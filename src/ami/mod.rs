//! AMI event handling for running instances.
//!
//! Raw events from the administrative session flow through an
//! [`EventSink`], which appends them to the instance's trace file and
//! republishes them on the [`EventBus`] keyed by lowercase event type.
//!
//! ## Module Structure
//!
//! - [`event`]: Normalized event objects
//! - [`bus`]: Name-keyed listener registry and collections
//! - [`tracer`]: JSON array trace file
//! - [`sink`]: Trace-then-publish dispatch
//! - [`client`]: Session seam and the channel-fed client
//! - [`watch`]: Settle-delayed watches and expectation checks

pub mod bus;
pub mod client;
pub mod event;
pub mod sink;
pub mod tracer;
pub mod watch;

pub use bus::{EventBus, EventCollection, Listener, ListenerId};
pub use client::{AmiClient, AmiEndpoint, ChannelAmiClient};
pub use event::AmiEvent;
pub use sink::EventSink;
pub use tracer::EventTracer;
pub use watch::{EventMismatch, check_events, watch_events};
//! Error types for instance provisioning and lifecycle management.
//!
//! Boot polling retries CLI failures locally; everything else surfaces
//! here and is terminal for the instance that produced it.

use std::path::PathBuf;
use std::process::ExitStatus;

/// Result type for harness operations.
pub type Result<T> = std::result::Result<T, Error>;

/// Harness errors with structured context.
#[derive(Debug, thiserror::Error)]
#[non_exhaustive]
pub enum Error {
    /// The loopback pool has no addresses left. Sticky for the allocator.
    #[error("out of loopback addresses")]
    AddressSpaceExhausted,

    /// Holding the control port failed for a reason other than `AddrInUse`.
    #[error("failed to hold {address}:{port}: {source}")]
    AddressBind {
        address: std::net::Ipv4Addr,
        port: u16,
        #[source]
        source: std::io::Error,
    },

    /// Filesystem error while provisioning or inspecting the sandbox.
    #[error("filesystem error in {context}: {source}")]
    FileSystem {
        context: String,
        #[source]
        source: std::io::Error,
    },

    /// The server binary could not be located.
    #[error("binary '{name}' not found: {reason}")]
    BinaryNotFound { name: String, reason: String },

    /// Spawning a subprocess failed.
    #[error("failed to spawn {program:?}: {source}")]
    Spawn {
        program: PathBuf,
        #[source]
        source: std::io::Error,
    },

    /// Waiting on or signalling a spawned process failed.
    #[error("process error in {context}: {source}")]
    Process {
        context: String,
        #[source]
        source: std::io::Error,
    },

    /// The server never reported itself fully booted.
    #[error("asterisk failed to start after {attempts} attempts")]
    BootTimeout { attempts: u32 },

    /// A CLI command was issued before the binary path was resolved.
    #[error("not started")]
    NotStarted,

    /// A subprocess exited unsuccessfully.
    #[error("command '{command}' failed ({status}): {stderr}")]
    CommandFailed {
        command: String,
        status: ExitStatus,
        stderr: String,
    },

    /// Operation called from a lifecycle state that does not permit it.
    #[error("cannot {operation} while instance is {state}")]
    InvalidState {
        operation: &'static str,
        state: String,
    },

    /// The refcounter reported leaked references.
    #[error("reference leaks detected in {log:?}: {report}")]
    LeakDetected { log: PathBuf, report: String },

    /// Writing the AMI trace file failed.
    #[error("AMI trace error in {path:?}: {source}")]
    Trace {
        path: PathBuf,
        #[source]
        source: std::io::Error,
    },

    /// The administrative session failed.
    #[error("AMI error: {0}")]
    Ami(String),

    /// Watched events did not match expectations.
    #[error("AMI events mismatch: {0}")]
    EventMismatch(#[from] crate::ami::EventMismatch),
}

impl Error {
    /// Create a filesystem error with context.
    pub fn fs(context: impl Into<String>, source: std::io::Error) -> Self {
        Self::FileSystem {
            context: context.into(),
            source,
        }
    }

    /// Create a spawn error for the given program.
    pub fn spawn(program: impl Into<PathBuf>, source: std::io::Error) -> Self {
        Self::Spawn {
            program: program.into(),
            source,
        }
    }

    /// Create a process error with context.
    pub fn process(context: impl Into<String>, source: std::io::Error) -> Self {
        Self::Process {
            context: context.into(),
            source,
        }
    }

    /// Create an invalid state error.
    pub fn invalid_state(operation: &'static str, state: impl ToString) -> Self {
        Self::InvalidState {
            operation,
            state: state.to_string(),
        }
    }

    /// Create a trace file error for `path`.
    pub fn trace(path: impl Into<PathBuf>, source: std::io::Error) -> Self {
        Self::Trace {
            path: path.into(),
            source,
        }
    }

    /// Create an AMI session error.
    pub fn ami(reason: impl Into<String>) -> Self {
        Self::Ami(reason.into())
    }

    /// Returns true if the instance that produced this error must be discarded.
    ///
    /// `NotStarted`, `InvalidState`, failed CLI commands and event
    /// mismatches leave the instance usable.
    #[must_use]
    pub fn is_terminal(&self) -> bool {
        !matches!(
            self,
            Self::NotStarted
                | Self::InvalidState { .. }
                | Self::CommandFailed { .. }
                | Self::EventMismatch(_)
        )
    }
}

----

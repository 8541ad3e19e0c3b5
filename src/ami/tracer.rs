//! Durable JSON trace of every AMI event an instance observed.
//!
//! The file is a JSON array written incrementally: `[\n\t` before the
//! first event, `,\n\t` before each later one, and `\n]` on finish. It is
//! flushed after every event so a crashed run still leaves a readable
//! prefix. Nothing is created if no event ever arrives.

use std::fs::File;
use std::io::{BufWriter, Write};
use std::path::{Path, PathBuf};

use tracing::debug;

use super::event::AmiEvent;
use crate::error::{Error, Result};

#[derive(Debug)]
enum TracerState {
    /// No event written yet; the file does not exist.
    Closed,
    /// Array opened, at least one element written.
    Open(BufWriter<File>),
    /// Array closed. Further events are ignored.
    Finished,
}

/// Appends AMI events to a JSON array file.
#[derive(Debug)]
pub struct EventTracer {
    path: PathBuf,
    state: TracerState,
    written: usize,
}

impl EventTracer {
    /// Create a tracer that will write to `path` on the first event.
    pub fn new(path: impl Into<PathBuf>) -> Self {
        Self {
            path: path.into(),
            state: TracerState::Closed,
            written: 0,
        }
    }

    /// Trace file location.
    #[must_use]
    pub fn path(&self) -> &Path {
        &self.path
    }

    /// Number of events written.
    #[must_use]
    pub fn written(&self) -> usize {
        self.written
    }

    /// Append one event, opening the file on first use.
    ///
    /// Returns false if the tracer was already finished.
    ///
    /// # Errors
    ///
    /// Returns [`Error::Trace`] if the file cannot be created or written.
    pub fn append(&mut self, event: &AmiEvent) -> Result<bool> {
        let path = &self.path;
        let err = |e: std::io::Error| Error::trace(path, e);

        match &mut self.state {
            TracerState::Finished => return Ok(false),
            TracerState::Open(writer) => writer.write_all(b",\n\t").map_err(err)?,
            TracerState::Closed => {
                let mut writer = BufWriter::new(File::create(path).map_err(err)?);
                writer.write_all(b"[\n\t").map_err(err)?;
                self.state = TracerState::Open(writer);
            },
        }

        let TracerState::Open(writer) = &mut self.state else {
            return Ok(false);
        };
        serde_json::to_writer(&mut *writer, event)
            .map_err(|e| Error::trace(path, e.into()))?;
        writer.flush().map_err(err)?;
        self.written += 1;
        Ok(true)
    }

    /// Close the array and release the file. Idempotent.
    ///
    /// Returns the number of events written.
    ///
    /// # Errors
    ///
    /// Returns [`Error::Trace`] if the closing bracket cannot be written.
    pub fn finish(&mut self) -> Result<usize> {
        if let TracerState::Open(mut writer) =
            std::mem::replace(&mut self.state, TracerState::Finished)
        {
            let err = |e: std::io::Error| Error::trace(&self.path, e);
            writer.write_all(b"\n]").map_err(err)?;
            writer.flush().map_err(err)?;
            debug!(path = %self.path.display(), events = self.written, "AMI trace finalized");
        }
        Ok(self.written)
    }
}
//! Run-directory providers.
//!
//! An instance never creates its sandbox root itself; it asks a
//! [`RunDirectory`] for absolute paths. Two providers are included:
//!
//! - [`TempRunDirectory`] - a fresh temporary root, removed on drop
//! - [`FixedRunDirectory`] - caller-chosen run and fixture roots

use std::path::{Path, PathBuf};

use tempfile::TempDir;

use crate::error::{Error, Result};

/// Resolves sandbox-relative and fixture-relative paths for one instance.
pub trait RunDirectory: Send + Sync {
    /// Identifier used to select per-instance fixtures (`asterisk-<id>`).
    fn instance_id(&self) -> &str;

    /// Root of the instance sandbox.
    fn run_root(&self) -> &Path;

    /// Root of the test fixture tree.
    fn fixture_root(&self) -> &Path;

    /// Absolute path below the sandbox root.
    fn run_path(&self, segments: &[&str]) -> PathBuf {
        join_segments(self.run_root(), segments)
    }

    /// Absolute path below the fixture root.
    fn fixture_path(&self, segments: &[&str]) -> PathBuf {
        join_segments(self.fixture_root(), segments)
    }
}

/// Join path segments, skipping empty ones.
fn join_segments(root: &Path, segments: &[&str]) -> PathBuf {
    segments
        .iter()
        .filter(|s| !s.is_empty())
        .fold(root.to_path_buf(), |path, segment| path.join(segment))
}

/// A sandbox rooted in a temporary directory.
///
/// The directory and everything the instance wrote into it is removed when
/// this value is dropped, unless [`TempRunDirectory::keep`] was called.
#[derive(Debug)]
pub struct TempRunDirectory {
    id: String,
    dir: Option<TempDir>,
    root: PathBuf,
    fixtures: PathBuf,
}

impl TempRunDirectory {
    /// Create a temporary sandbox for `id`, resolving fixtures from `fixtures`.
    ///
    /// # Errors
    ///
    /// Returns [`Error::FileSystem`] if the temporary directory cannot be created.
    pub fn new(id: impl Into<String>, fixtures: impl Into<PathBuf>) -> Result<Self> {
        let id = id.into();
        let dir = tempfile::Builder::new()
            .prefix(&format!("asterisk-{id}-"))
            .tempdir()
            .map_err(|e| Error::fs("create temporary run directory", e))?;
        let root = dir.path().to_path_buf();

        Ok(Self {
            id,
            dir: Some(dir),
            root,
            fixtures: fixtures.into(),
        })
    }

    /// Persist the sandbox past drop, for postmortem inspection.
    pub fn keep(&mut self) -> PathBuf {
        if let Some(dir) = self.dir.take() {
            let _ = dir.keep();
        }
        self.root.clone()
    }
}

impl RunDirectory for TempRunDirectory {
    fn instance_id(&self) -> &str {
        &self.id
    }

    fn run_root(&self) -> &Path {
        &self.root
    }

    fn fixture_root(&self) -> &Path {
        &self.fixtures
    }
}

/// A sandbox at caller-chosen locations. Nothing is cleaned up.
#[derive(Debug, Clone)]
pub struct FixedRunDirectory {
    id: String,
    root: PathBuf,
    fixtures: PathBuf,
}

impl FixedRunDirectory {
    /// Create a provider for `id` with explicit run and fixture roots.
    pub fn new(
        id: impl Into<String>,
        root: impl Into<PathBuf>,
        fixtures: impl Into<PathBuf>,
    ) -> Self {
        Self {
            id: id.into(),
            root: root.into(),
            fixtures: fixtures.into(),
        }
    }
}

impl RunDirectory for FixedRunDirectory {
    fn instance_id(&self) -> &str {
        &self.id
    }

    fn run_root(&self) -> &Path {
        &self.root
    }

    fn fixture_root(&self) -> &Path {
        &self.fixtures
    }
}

----

__YOUR INSTRUCTIONS__: If a line in the records above holds the string "asterisk", copy it.

__TASK SOLUTION__:
    #[error("asterisk failed to start after {attempts} attempts")]
    /// Identifier used to select per-instance fixtures (`asterisk-<id>`).
            .prefix(&format!("asterisk-{id}-"))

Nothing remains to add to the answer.